Significant at p < 0.05 uncorrected testing against the conjunction null hypothesis

Significant at p < 0.001 uncorrected, k > 10

Significant at p < 0.05 corrected (see Methods).

In uncorrected analyses, we additionally observed relatively increased midbrain/VTA connectivity with the postcentral gyrus and precuneus for conjoined cues (Figure 3, Table 4), as well as with the inferior parietal lobe [IPL] for visual cues and with the cerebellum for auditory cues (Supplementary Figure 2 Table 4).

Discussion

Obese compared with lean women showed increased modality-independent responses to high-ED food cues (visual pictures and auditory words) within the midbrain in the vicinity of the VTA, a region with a high concentration of dopaminergic neurons and strong anatomical and functional connections with multiple brain regions involved in reward and motivation (13). This group difference was driven by greater responses to high;ED cues in the obese, as well as greater responses to low;ED cues in the lean. Obese compared with lean women showed increased responses to high-ED food cues within the putamen, a dorsal striatal region involved in reward-based learning and goal-directed action (14); this was driven by deactivation to low;ED cues in obese and to high-ED cues in the lean. Reported regions that survived our applied primary uncorrected thresholds but did not survive corrections for multiple comparisons should be treated as provisional. However, many of these trending effects were indeed in regions one would anticipate based on previous research (e.g. hippocampus, posterior cingulate) (1, 2, 3). Although our sample size is relatively small, significant results by our correction criteria indicate a large effect of obesity relative to the equivalent result for a greater sample size (15).

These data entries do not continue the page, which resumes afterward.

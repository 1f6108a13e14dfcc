//! Decoding of the `results_*` file-name configuration encoding.

use crate::config::RunConfig;
use crate::error::RunError;
use regex::Regex;
use std::str::FromStr;

/// File names follow
/// `results_<nodes>_<cores>_<memslices>_<apps>_<capFlag>_<allocations>_<steps>.<ext>`.
/// Everything from the first dot of the final field (the extension) is
/// dropped before parsing.
const FILE_NAME_RE: &str = r"^results_(\d+)_(\d+)_(\d+)_(\d+)_([^_]*)_(\d+)_(\d+)(?:\..*)?$";

/// Decode a run configuration from a results file name.
pub fn decode(file_name: &str) -> Result<RunConfig, RunError> {
    let re = Regex::new(FILE_NAME_RE).unwrap();
    let caps = re.captures(file_name).ok_or_else(|| RunError::ConfigFormat {
        context: "results file name",
        detail: format!("{file_name:?} does not match the results_* naming convention"),
    })?;

    let config = RunConfig {
        nodes: field(&caps[1], "nodes")?,
        cores_per_node: field(&caps[2], "cores")?,
        memslices_per_node: field(&caps[3], "memslices")?,
        num_applications: field(&caps[4], "apps")?,
        // The flag is encoded by presence: any non-empty token, including
        // the literal "false", reads as true.
        cap_function: !caps[5].is_empty(),
        allocations: field(&caps[6], "allocations")?,
        steps: field(&caps[7], "steps")?,
    };

    for (value, name) in [
        (config.nodes as usize, "nodes"),
        (config.cores_per_node as usize, "cores"),
        (config.memslices_per_node as usize, "memslices"),
        (config.num_applications as usize, "apps"),
        (config.steps, "steps"),
    ] {
        if value == 0 {
            return Err(RunError::ConfigFormat {
                context: "results file name",
                detail: format!("{name} must be at least 1"),
            });
        }
    }

    Ok(config)
}

fn field<T: FromStr>(digits: &str, name: &'static str) -> Result<T, RunError> {
    digits.parse().map_err(|_| RunError::ConfigFormat {
        context: "results file name",
        detail: format!("{name} is not a valid integer: {digits:?}"),
    })
}
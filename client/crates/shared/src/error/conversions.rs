//! Error conversions - From implementations for common error types
//!
//! Provides automatic conversion from common error types to [`AppError`].

use super::app_error::AppError;
use super::kind::ErrorKind;

// ============================================================================
// Standard library conversions
// ============================================================================

impl From<std::io::Error> for AppError {
    fn from(err: std::io::Error) -> Self {
        let kind = match err.kind() {
            std::io::ErrorKind::TimedOut
            | std::io::ErrorKind::ConnectionRefused
            | std::io::ErrorKind::ConnectionReset
            | std::io::ErrorKind::ConnectionAborted => ErrorKind::Network,
            _ => ErrorKind::Validation,
        };
        AppError::new(kind, format!("I/O operation failed: {}", err)).with_source(err)
    }
}

// ============================================================================
// serde_json conversions
// ============================================================================

impl From<serde_json::Error> for AppError {
    fn from(err: serde_json::Error) -> Self {
        // Payloads come from the remote service, so a shape mismatch is its fault
        AppError::server(format!("Unexpected payload: {}", err)).with_source(err)
    }
}

// ============================================================================
// reqwest conversions (feature-gated)
// ============================================================================

#[cfg(feature = "reqwest")]
impl From<reqwest::Error> for AppError {
    fn from(err: reqwest::Error) -> Self {
        let message = err.to_string();
        if let Some(status) = err.status() {
            return AppError::new(ErrorKind::from_status(status.as_u16()), message).with_source(err);
        }
        if err.is_decode() {
            return AppError::server(message).with_source(err);
        }
        if err.is_builder() {
            return AppError::validation(message).with_source(err);
        }
        // timeout, connect, request and body failures: no usable response
        AppError::network(message).with_source(err)
    }
}

#[cfg(test)]
mod tests {
    use super::*;

    #[test]
    fn test_io_error_conversion() {
        let io_err = std::io::Error::new(std::io::ErrorKind::NotFound, "file not found");
        let app_err: AppError = io_err.into();
        assert_eq!(app_err.kind(), ErrorKind::Validation);
        assert!(app_err.message().contains("file not found"));

        let io_err = std::io::Error::new(std::io::ErrorKind::TimedOut, "timed out");
        let app_err: AppError = io_err.into();
        assert_eq!(app_err.kind(), ErrorKind::Network);
    }

    #[test]
    fn test_json_error_conversion() {
        let json_err = serde_json::from_str::<serde_json::Value>("invalid json").unwrap_err();
        let app_err: AppError = json_err.into();
        assert_eq!(app_err.kind(), ErrorKind::Server);
    }
}
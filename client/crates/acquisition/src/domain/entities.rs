//! Domain Entities
//!
//! Images going out, candidates coming back, and the draft in between.

use gateway::dto::{ConfirmRequest, ImagePart, SuggestionDto, UploadRequest, UploadResponse};

use crate::domain::value_objects::{DraftPatch, Finish, ImageSide};
use crate::error::{AcquisitionError, AcquisitionResult};

// ============================================================================
// Images
// ============================================================================

/// One photographed side of a card
#[derive(Clone, PartialEq, Eq)]
pub struct CardImage {
    file_name: String,
    bytes: Vec<u8>,
    content_type: &'static str,
}

impl CardImage {
    /// Create an image; zero-byte files are rejected
    pub fn new(file_name: impl Into<String>, bytes: Vec<u8>) -> AcquisitionResult<Self> {
        let file_name = file_name.into();
        if bytes.is_empty() {
            return Err(AcquisitionError::EmptyImage { file_name });
        }
        let content_type = content_type_for(&file_name);
        Ok(Self {
            file_name,
            bytes,
            content_type,
        })
    }

    pub fn file_name(&self) -> &str {
        &self.file_name
    }

    pub fn content_type(&self) -> &'static str {
        self.content_type
    }

    pub fn len(&self) -> usize {
        self.bytes.len()
    }

    pub fn is_empty(&self) -> bool {
        self.bytes.is_empty()
    }

    fn to_part(&self) -> ImagePart {
        ImagePart {
            file_name: self.file_name.clone(),
            content_type: self.content_type.to_string(),
            bytes: self.bytes.clone(),
        }
    }
}

impl std::fmt::Debug for CardImage {
    fn fmt(&self, f: &mut std::fmt::Formatter<'_>) -> std::fmt::Result {
        f.debug_struct("CardImage")
            .field("file_name", &self.file_name)
            .field("content_type", &self.content_type)
            .field("len", &self.bytes.len())
            .finish()
    }
}

/// MIME type from the file extension
pub fn content_type_for(file_name: &str) -> &'static str {
    let extension = file_name
        .rsplit_once('.')
        .map(|(_, ext)| ext.to_ascii_lowercase())
        .unwrap_or_default();
    match extension.as_str() {
        "jpg" | "jpeg" => "image/jpeg",
        "png" => "image/png",
        "webp" => "image/webp",
        "gif" => "image/gif",
        "bmp" => "image/bmp",
        _ => "application/octet-stream",
    }
}

/// Front and back of one card
///
/// Both halves must be present before submission.
#[derive(Debug, Clone, Default, PartialEq, Eq)]
pub struct ImagePair {
    front: Option<CardImage>,
    back: Option<CardImage>,
}

impl ImagePair {
    pub fn set(&mut self, side: ImageSide, image: CardImage) {
        match side {
            ImageSide::Front => self.front = Some(image),
            ImageSide::Back => self.back = Some(image),
        }
    }

    pub fn get(&self, side: ImageSide) -> Option<&CardImage> {
        match side {
            ImageSide::Front => self.front.as_ref(),
            ImageSide::Back => self.back.as_ref(),
        }
    }

    /// First missing side, front before back
    pub fn missing(&self) -> Option<ImageSide> {
        if self.front.is_none() {
            Some(ImageSide::Front)
        } else if self.back.is_none() {
            Some(ImageSide::Back)
        } else {
            None
        }
    }

    pub fn is_complete(&self) -> bool {
        self.missing().is_none()
    }

    pub fn clear(&mut self) {
        self.front = None;
        self.back = None;
    }

    /// Upload form; fails on a partial pair
    pub fn to_request(&self) -> AcquisitionResult<UploadRequest> {
        match (&self.front, &self.back) {
            (Some(front), Some(back)) => Ok(UploadRequest {
                recto: front.to_part(),
                verso: back.to_part(),
            }),
            (None, _) => Err(AcquisitionError::IncompleteInput {
                missing: ImageSide::Front,
            }),
            (_, None) => Err(AcquisitionError::IncompleteInput {
                missing: ImageSide::Back,
            }),
        }
    }
}

// ============================================================================
// Recognition results
// ============================================================================

/// One ranked identification returned by the recognition service
#[derive(Debug, Clone, PartialEq)]
pub struct Candidate {
    /// Catalog id
    pub id: Option<String>,
    pub name: String,
    pub set_name: String,
    pub number: String,
    pub rarity: Option<String>,
    pub image_url: Option<String>,
    pub average_sell_price: Option<f64>,
    pub low_price: Option<f64>,
    pub trend_price: Option<f64>,
}

impl From<SuggestionDto> for Candidate {
    fn from(dto: SuggestionDto) -> Self {
        let prices = dto.prices.unwrap_or_default();
        Self {
            id: dto.id,
            name: dto.name.unwrap_or_default(),
            set_name: dto.set.unwrap_or_default(),
            number: dto.number.unwrap_or_default(),
            rarity: dto.rarity,
            image_url: dto.image,
            average_sell_price: prices.average_sell_price,
            low_price: prices.low_price,
            trend_price: prices.trend_price,
        }
    }
}

/// Metadata the service extracted from the images
#[derive(Debug, Clone, Default, PartialEq, Eq)]
pub struct RecognitionSummary {
    pub recto_text: String,
    pub language: Option<String>,
    pub pokemon_name: Option<String>,
    pub card_number: Option<String>,
    pub status: Option<String>,
}

/// Result of one submission: metadata plus candidates in relevance order
#[derive(Debug, Clone, Default, PartialEq)]
pub struct Recognition {
    pub summary: RecognitionSummary,
    pub candidates: Vec<Candidate>,
}

impl Recognition {
    /// "No candidates found" is a valid outcome, not an error
    pub fn is_empty(&self) -> bool {
        self.candidates.is_empty()
    }
}

impl From<UploadResponse> for Recognition {
    fn from(response: UploadResponse) -> Self {
        Self {
            summary: RecognitionSummary {
                recto_text: response.recto_text,
                language: response.language,
                pokemon_name: response.pokemon_name,
                card_number: response.card_number,
                status: response.status,
            },
            candidates: response.suggestions.into_iter().map(Candidate::from).collect(),
        }
    }
}

// ============================================================================
// Draft
// ============================================================================

/// Editable record sent on confirmation
#[derive(Debug, Clone, Default, PartialEq)]
pub struct CandidateDraft {
    pub name: String,
    pub set_name: String,
    pub number: String,
    pub rarity: String,
    pub price: f64,
    pub image_url: String,
    pub finish: Finish,
}

impl CandidateDraft {
    /// Draft from a chosen candidate
    ///
    /// Missing strings become empty, a missing average price becomes `0`,
    /// finish starts at `Normal`.
    pub fn from_candidate(candidate: &Candidate) -> Self {
        Self {
            name: candidate.name.clone(),
            set_name: candidate.set_name.clone(),
            number: candidate.number.clone(),
            rarity: candidate.rarity.clone().unwrap_or_default(),
            price: candidate.average_sell_price.unwrap_or(0.0),
            image_url: candidate.image_url.clone().unwrap_or_default(),
            finish: Finish::Normal,
        }
    }

    /// Empty draft for manual entry
    pub fn manual() -> Self {
        Self::default()
    }

    /// Apply one patch
    ///
    /// A non-finite price is rejected and the draft is left unchanged.
    pub fn apply(&mut self, patch: DraftPatch) -> AcquisitionResult<()> {
        match patch {
            DraftPatch::Name(v) => self.name = v,
            DraftPatch::SetName(v) => self.set_name = v,
            DraftPatch::Number(v) => self.number = v,
            DraftPatch::Rarity(v) => self.rarity = v,
            DraftPatch::Price(v) if v.is_finite() => self.price = v,
            DraftPatch::Price(v) => {
                return Err(AcquisitionError::InvalidPrice {
                    value: v.to_string(),
                });
            }
            DraftPatch::Image(v) => self.image_url = v,
            DraftPatch::Finish(v) => self.finish = v,
        }
        Ok(())
    }

    /// Confirm form with every field
    pub fn to_request(&self) -> ConfirmRequest {
        ConfirmRequest {
            name: self.name.clone(),
            set_name: self.set_name.clone(),
            number: self.number.clone(),
            rarity: self.rarity.clone(),
            price: self.price,
            image: self.image_url.clone(),
            finish: self.finish.as_str().to_string(),
        }
    }
}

Given the important role of the midbrain/VTA and putamen in reward, motivation and the learning of appetitive behaviors, our results likely indicate relatively greater responsivity of reward circuitry to high-ED compared with low-ED food cues among obese individuals. Consistent with this interpretation, an fMRI study of healthy adults observed heightened activation in the midbrain, putamen and other regions to conditioned cues signaling delivery of pleasant (vs. aversive or neutral) tastes (16), suggesting a role in anticipation of taste reward, while another found greater putamen activation in obese vs. lean women in response to high-ED compared to low-ED photographs (17). A PET study found that obese vs. lean individuals showed greater rCBF increases in the midbrain in response to a small taste of a liquid meal (18), while satiation with a meal following a prolonged fast has been associated with decreased rCBF in areas including the midbrain and putamen in lean and obese women, consistent with a role in appetitive processing (19). Further, in the only other study to use a conjoined visual/auditory approach, we found that, following gastric bypass surgery, patients had decreased responses to high-ED (vs. low-ED) food cues in the midbrain/VTA and putamen, supporting a role in weight;related food responses (4). Notably, the surgery study also revealed other striatal and prefrontal regions not observed here, which may reflect greater phenotypic differences in an extremely obese population pre and post surgery than between moderately obese and lean individuals.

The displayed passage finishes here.